-------- EXCERPTED RECORDS --------
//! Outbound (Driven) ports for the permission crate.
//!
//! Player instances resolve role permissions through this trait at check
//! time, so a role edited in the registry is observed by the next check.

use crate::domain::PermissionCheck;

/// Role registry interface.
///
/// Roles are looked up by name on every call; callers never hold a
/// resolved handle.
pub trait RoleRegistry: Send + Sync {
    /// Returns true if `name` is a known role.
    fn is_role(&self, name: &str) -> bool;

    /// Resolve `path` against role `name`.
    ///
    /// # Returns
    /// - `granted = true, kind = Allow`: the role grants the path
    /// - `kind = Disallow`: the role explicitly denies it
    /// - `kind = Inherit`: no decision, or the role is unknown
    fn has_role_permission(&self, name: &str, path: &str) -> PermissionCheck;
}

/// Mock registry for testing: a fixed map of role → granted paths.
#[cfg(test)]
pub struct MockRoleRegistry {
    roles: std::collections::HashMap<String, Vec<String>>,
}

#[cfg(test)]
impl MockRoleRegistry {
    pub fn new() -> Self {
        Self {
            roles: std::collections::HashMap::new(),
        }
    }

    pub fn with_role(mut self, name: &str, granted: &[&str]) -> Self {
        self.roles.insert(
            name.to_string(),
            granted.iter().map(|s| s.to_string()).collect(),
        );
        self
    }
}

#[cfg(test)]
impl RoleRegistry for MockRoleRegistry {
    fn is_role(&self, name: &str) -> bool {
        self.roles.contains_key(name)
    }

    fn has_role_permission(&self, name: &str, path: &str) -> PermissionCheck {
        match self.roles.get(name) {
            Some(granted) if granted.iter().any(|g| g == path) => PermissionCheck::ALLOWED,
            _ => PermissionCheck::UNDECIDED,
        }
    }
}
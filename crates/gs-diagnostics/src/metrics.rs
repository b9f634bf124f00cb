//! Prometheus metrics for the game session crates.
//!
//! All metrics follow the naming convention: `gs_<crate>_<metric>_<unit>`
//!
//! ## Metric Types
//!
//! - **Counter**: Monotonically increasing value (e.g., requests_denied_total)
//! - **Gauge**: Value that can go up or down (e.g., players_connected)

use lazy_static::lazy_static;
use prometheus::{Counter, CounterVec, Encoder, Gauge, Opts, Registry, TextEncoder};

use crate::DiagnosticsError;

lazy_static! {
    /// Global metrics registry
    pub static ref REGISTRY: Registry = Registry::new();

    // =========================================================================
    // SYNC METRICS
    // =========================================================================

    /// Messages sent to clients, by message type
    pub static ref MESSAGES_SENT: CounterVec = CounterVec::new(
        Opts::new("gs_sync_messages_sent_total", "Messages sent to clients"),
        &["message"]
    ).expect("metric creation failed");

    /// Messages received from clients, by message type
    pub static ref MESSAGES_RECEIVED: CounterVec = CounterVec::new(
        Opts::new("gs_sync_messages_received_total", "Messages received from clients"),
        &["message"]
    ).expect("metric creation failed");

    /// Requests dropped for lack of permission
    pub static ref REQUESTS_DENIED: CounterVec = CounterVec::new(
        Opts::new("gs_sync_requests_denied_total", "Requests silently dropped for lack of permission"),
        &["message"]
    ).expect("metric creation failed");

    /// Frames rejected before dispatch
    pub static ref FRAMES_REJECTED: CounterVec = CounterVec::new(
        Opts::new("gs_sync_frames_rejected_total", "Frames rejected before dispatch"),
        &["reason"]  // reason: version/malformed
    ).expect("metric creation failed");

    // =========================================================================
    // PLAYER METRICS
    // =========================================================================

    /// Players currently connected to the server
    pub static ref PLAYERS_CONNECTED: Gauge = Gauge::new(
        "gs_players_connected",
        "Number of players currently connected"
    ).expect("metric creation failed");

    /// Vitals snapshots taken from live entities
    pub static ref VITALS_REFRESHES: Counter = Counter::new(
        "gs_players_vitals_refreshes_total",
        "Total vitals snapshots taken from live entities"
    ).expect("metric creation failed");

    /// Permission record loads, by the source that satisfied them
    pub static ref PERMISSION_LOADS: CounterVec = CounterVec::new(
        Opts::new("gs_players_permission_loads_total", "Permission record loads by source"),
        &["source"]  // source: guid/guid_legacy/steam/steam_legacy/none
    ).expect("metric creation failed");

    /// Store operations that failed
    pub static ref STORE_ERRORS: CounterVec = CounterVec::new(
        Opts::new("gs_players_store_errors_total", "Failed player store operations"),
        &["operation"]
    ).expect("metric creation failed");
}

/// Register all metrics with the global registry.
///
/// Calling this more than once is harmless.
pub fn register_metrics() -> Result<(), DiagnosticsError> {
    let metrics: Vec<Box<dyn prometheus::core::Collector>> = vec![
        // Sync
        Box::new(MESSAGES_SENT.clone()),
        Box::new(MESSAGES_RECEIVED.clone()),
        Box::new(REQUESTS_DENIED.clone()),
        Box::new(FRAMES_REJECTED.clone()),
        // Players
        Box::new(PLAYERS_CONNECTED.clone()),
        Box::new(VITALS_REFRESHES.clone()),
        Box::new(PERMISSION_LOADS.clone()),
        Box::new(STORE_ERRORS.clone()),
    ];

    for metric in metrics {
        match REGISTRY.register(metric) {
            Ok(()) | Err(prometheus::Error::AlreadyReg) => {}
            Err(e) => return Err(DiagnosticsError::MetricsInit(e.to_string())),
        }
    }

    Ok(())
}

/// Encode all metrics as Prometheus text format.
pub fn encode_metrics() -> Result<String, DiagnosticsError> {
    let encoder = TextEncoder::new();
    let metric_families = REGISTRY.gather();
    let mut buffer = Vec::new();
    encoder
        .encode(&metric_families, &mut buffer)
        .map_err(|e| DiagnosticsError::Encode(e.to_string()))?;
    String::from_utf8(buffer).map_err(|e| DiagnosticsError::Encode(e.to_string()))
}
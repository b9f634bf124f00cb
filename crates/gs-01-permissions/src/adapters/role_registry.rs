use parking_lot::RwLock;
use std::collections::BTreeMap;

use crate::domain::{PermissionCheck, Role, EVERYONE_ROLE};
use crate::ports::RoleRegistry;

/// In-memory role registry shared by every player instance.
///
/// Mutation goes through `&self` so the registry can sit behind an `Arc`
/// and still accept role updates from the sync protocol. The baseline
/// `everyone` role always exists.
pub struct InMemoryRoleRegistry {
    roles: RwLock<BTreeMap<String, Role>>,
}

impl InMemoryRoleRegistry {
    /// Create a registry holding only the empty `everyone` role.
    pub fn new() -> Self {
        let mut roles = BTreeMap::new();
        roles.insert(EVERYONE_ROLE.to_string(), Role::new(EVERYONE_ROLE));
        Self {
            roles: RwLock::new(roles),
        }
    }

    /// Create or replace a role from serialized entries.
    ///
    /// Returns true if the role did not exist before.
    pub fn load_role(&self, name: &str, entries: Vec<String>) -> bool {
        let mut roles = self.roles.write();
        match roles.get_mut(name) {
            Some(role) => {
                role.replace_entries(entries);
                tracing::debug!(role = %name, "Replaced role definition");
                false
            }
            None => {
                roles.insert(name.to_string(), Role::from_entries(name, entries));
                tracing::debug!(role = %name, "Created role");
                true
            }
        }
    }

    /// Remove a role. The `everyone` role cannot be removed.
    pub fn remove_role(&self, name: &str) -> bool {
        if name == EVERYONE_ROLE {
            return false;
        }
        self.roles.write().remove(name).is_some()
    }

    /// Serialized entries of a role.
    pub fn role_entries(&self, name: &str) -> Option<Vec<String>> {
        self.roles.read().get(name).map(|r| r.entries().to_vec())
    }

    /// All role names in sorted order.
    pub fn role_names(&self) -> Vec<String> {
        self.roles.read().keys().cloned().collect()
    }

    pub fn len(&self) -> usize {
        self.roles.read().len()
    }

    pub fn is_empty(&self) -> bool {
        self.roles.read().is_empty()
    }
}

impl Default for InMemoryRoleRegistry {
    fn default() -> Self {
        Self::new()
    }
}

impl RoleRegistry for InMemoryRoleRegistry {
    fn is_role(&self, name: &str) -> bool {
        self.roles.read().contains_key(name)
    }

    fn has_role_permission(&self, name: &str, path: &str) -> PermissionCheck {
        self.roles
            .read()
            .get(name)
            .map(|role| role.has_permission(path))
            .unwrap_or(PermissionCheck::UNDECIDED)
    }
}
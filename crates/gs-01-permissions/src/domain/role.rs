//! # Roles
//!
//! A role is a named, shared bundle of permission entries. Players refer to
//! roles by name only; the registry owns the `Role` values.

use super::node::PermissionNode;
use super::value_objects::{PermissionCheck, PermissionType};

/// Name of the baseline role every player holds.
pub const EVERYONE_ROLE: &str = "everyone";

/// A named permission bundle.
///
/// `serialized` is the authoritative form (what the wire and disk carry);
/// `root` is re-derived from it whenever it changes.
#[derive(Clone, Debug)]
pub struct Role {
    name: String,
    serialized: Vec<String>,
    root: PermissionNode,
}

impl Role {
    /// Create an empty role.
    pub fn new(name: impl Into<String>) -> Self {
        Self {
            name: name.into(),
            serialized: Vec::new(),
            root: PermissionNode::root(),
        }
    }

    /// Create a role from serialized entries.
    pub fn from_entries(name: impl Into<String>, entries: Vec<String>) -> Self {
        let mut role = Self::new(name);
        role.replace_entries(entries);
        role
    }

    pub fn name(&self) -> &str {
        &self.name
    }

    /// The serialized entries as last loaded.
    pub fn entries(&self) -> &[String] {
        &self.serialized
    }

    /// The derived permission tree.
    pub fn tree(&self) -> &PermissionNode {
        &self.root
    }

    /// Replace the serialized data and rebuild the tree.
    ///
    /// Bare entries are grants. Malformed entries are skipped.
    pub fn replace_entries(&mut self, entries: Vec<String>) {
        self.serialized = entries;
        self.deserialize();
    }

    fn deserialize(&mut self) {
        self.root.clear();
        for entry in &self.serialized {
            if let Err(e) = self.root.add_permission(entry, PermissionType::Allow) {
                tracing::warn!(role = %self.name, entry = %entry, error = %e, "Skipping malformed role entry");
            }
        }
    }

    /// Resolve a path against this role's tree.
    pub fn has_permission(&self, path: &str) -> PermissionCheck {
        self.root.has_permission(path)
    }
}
--------
> [WORK ITEM]
Copy out only the lines of the records above from the one with "use std::collections::BTreeMap;" through the one with "pub fn load_role(&self, name: &str, entries: Vec<String>)", exactly as they stand, both included.

> [EXERCISE SOLUTION]
use std::collections::BTreeMap;

use crate::domain::{PermissionCheck, Role, EVERYONE_ROLE};
use crate::ports::RoleRegistry;

/// In-memory role registry shared by every player instance.
///
/// Mutation goes through `&self` so the registry can sit behind an `Arc`
/// and still accept role updates from the sync protocol. The baseline
/// `everyone` role always exists.
pub struct InMemoryRoleRegistry {
    roles: RwLock<BTreeMap<String, Role>>,
}

impl InMemoryRoleRegistry {
    /// Create a registry holding only the empty `everyone` role.
    pub fn new() -> Self {
        let mut roles = BTreeMap::new();
        roles.insert(EVERYONE_ROLE.to_string(), Role::new(EVERYONE_ROLE));
        Self {
            roles: RwLock::new(roles),
        }
    }

    /// Create or replace a role from serialized entries.
    ///
    /// Returns true if the role did not exist before.
    pub fn load_role(&self, name: &str, entries: Vec<String>) -> bool {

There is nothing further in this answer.